和歌など日本古来の詩歌は、なぜか韻を踏みません。掛詞はあっても、押韻はしないのです。「ビートルズの歌詞は韻を踏むことだけ考えて作られているので(歌はいいけど)歌詞には大して意味がない」…こういった発言を以前よく耳にしました。日本では、押韻を理解しない古代日本人の気質が脈々と受け継がれてきたのでしょうか。押韻を否定するということはシェークスピアやアリストテレスを否定するということであり、もし昔の中国で皇帝に向かって押韻は無意味だなどと言おうものなら釜ゆでの刑に処されかねません。日本人が押韻させてこなかった日本語のrhyme、香港の広東語歌謡の大御所サミュエル・ホイは『日本娃娃』(1985年)という歌の中で、日本語の単語を存分に押韻させて使っています。…中森明菜(当時香港で大人気だった)に似た日本人形(娃娃=ワーワー)のような日本人の女の子に出会って、コンバン「ワー」と声をかけ、ワタシ「ワー」、アナタ「ワー」と話をしてナンパに成功、トヨ「タ」に乗ってカサブラン「カ」に踊りに行き、スシ「バー」、テンプ「ラ」、彼女曰く、アリガトゴザイマシ「ター」。けれど最後は彼女のパ「パ」が出てきて、ナンデス「カー!」と怒鳴られ、サヨナ「ラー」とお別れ…。尖尖下「巴」、唔係講「假」、我屬御三「家」、日本「化」、肉「麻」、豪「華」、など「ア」の韻づくしの中に混ぜられた日本語も全て「ア」の韻。ポケモンの『ポルカ・オ・ドルカ』に先駆けることおよそ20年、日本語押韻歌(?)の傑作です。1985年はアニタ・ムイが『壞女孩』(シーナ・イーストンの『ストラット』のカバー)を出した年でもあり、「Why,why,tell me why」というサビの部分で英語の「why」に、分「解」、變「壞」、乖「乖」、太「壞」と、広東語の「アーイ」の韻を押韻させて、同じく好評を得ています。

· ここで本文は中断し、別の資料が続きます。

use axum::{
    extract::{rejection::QueryRejection, Query, State},
    response::IntoResponse,
    Json,
};
use serde::Deserialize;
use utoipa::IntoParams;
use wordhue_types::{ColorFormat, RandomColorResponse};

use crate::{
    color::{random_color, random_format},
    http::{error::HttpResult, state::HttpState},
};

use super::non_empty;

#[derive(Deserialize, Debug, Default, IntoParams)]
#[into_params(parameter_in = Query)]
pub struct ColorQuery {
    /// hex, rgba or oklch, a random one when absent
    pub format: Option<String>,
}

#[utoipa::path(
    get,
    path = "/api/color",
    params(ColorQuery),
    responses(
        (status = 200, description = "A random color", body = RandomColorResponse),
        (status = 400, description = "Unknown format", body = wordhue_types::ErrorResponse),
    ),
    description = "Random color in the requested format"
)]
#[axum::debug_handler]
pub async fn handle_random_color(
    State(state): State<HttpState>,
    query: Result<Query<ColorQuery>, QueryRejection>,
) -> impl IntoResponse {
    match random_color_inner(&state, query) {
        Ok(resp) => {
            state.metrics.increment_colors_served(resp.format.as_str());
            Json(resp).into_response()
        }
        Err(e) => {
            state.metrics.increment_total_errors("color");
            e.into_response()
        }
    }
}

fn random_color_inner(
    state: &HttpState,
    query: Result<Query<ColorQuery>, QueryRejection>,
) -> HttpResult<RandomColorResponse> {
    let Query(query) = query?;
    let rng = state.rng.as_ref();

    let format = match non_empty(query.format) {
        Some(format) => format.parse::<ColorFormat>()?,
        None => random_format(rng),
    };

    Ok(RandomColorResponse {
        color: random_color(format, rng),
        format,
    })
}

ラップでは押韻をライミング(rhyming)といっています。妖怪ウォッチの歌を担当しているユニット、キング・クリームソーダ(イギリスのロックバンド、キング・クリムゾンのもじり)にはゲラッパーことmotsuさんという強力なラッパーがいて、ダジャレ好きな現代日本の子供たちに見事な日本語ライミングを披露してくれました。子供は「小皇帝」なのだそうですが、昔も今も、皇帝はシャレが大好きなのです。